Warp and weft:tales from the Pakistani blogosphere

May 6, 2012

I am going to break a self-imposed rule and recount my latest conversation with a Pakistani taxi driver.  His parents live in Lahore, so we got talking about his main worries about Pakistan. The answer – lack of clean water and dengue fever. I am  somewhat parodying the tired journalistic device of “my taxi driver said” here (I promise not to do it again) – since you can quote a Pakistani taxi driver without even going to Pakistan (London minus the extra airfare) – but here’s my point.  People don’t always,  or even often, talk about the stuff that makes headline news – like relations with the United States, the war in Afghanistan, Islamist militancy, drones, civilian-military competition and political confrontation. Pakistan (190 million people or more) is also cultural, social, economic and historical; it is religious but not only religious, traditional and urbanising; it is the most parochial country to be obsessed with the outside world; the most feudal to be driven by a web-savvy and growing youth; its issues include music and education, the price of onions and the fear of dengue.

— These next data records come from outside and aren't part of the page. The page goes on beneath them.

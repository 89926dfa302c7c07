// SPDX-License-Identifier: MPL-2.0

//! Which screen a path leads to, given the session state.
//!
//! Signed out, only the auth screen is reachable. Signed in, the auth screen,
//! the root and any unknown path land on the dashboard.

use crate::events::{AppEvent, EventBus, Subscription, Topic};
use crate::state::session::{AuthToken, SessionGate};
use crate::store::{Record, StoreError};
use std::cell::Cell;
use std::fmt;
use std::rc::Rc;

#[derive(Debug, Clone, Copy, PartialEq, Eq, Hash)]
pub enum Route {
    Auth,
    Dashboard,
    Calendar,
    CreatePost,
    Analytics,
    Settings,
    About,
}

impl Route {
    /// Where signed-in users land by default
    pub const LANDING: Route = Route::Dashboard;

    pub fn path(self) -> &'static str {
        match self {
            Route::Auth => "/auth",
            Route::Dashboard => "/dashboard",
            Route::Calendar => "/calendar",
            Route::CreatePost => "/create-post",
            Route::Analytics => "/analytics",
            Route::Settings => "/settings",
            Route::About => "/about",
        }
    }

    pub fn from_path(path: &str) -> Option<Route> {
        // Query strings (e.g. `/create-post?edit=42`) don't change the screen
        let path = path.split('?').next().unwrap_or(path);
        match path.trim_end_matches('/') {
            "/auth" => Some(Route::Auth),
            "/dashboard" => Some(Route::Dashboard),
            "/calendar" => Some(Route::Calendar),
            "/create-post" => Some(Route::CreatePost),
            "/analytics" => Some(Route::Analytics),
            "/settings" => Some(Route::Settings),
            "/about" => Some(Route::About),
            _ => None,
        }
    }
}

impl fmt::Display for Route {
    fn fmt(&self, f: &mut fmt::Formatter<'_>) -> fmt::Result {
        f.write_str(self.path())
    }
}

/// Outcome of resolving a path
#[derive(Debug, Clone, Copy, PartialEq, Eq)]
pub enum Navigation {
    Render(Route),
    Redirect(Route),
}

impl Navigation {
    /// The screen that ends up on display
    pub fn target(self) -> Route {
        match self {
            Navigation::Render(route) | Navigation::Redirect(route) => route,
        }
    }
}

pub fn resolve(path: &str, authenticated: bool) -> Navigation {
    let route = Route::from_path(path);
    match (authenticated, route) {
        (false, Some(Route::Auth)) => Navigation::Render(Route::Auth),
        (false, _) => Navigation::Redirect(Route::Auth),
        (true, Some(Route::Auth)) | (true, None) => Navigation::Redirect(Route::LANDING),
        (true, Some(route)) => Navigation::Render(route),
    }
}

/// Keeps the authenticated flag current for routing.
///
/// The flag is re-derived from the store whenever `authChange` fires, and
/// whenever the token is changed through another store handle.
pub struct RouteGuard {
    authenticated: Rc<Cell<bool>>,
    _subscriptions: Vec<Subscription>,
}

impl RouteGuard {
    pub fn new(gate: SessionGate, bus: &EventBus) -> Result<Self, StoreError> {
        let authenticated = Rc::new(Cell::new(gate.is_authenticated()?));

        let refresh = {
            let authenticated = Rc::clone(&authenticated);
            move || match gate.is_authenticated() {
                Ok(value) => authenticated.set(value),
                Err(e) => tracing::warn!(error = %e, "could not re-derive session state"),
            }
        };

        let on_auth = refresh.clone();
        let auth_sub = bus.subscribe(Topic::AuthChange, move |_| on_auth());
        let storage_sub = bus.subscribe(Topic::Storage, move |event| {
            if matches!(event, AppEvent::Storage { key } if key == AuthToken::KEY) {
                refresh();
            }
        });

        Ok(Self {
            authenticated,
            _subscriptions: vec![auth_sub, storage_sub],
        })
    }

    pub fn is_authenticated(&self) -> bool {
        self.authenticated.get()
    }

    pub fn resolve(&self, path: &str) -> Navigation {
        resolve(path, self.is_authenticated())
    }
}

#[cfg(test)]
mod tests {
    use super::*;
    use crate::state::settings::UserProfile;
    use crate::store::{LocalStore, MemoryStore, Store};

    #[test]
    fn test_signed_out_routes() {
        assert_eq!(resolve("/auth", false), Navigation::Render(Route::Auth));
        for path in ["/", "/dashboard", "/settings", "/nowhere"] {
            assert_eq!(resolve(path, false), Navigation::Redirect(Route::Auth));
        }
    }

    #[test]
    fn test_signed_in_routes() {
        assert_eq!(resolve("/auth", true), Navigation::Redirect(Route::Dashboard));
        assert_eq!(resolve("/", true), Navigation::Redirect(Route::Dashboard));
        assert_eq!(resolve("/nowhere", true), Navigation::Redirect(Route::Dashboard));
        assert_eq!(resolve("/calendar", true), Navigation::Render(Route::Calendar));
        assert_eq!(
            resolve("/create-post?edit=42", true),
            Navigation::Render(Route::CreatePost)
        );
        assert_eq!(resolve("/about/", true).target(), Route::About);
    }

    #[test]
    fn test_guard_follows_auth_events() {
        let store = LocalStore::new(MemoryStore::new());
        let bus = EventBus::new();
        let gate = SessionGate::new(store, bus.clone());
        let guard = RouteGuard::new(gate.clone(), &bus).unwrap();

        assert_eq!(guard.resolve("/dashboard"), Navigation::Redirect(Route::Auth));
        gate.login(AuthToken("t".to_string()), &UserProfile::default())
            .unwrap();
        assert_eq!(guard.resolve("/dashboard"), Navigation::Render(Route::Dashboard));
        gate.logout().unwrap();
        assert!(!guard.is_authenticated());
    }

    #[test]
    fn test_guard_follows_out_of_band_token_changes() {
        let backend = MemoryStore::new();
        let other_tab = backend.open_tab();
        let store = LocalStore::new(backend);
        let bus = EventBus::new();
        let gate = SessionGate::new(store.clone(), bus.clone());
        gate.login(AuthToken("t".to_string()), &UserProfile::default())
            .unwrap();
        let guard = RouteGuard::new(gate, &bus).unwrap();
        assert!(guard.is_authenticated());

        // Token cleared elsewhere; no authChange in this process
        other_tab.remove("authToken").unwrap();
        assert!(guard.is_authenticated());

        for change in store.poll_external().unwrap() {
            bus.publish(AppEvent::Storage { key: change.key });
        }
        assert!(!guard.is_authenticated());
        assert_eq!(guard.resolve("/settings"), Navigation::Redirect(Route::Auth));
    }
}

To capture some of that, I have decided to start, on an experimental basis, a round-up of some of the latest articles in the Pakistani blogosphere. Apologies to anyone who feels they were unfairly ignored this time around but 1) I notice more those on my Twitter timeline (@myraemacdonald), 2) I am looking at themes that would be worth exploring further 3) I have tried to exclude those about The Big Political and Geopolitical Issues and 4) This is a personal choice rather than a scorecard.  I have, however, included blogs from the diaspora with some reservations  – inside the space created by the internet, and particularly on Twitter, diaspora/Pakistan conversations appear seamless (especially, for reasons I have never understood, when Manchester United is playing);   outside the internet, real world  influences are different in ways that are not always obvious.

I shall refine/amend/drop this series depending on what people have to say. But to get started, here are a few blogs/themes that caught my eye. 

First up, urbanisation. This is important since much of the support for Islamist groups and for the kind of “stability” which some think can best be provided by the army has come from the urban middle and lower-middle classes. As has been the case in India, anger against corruption has also been driven by the urban middle classes who want a bigger share of the pie, while being presented rather disingenuously as concern for the rural poor.  And urbanisation is an essential subject to master for anyone who wants to invest in Pakistan.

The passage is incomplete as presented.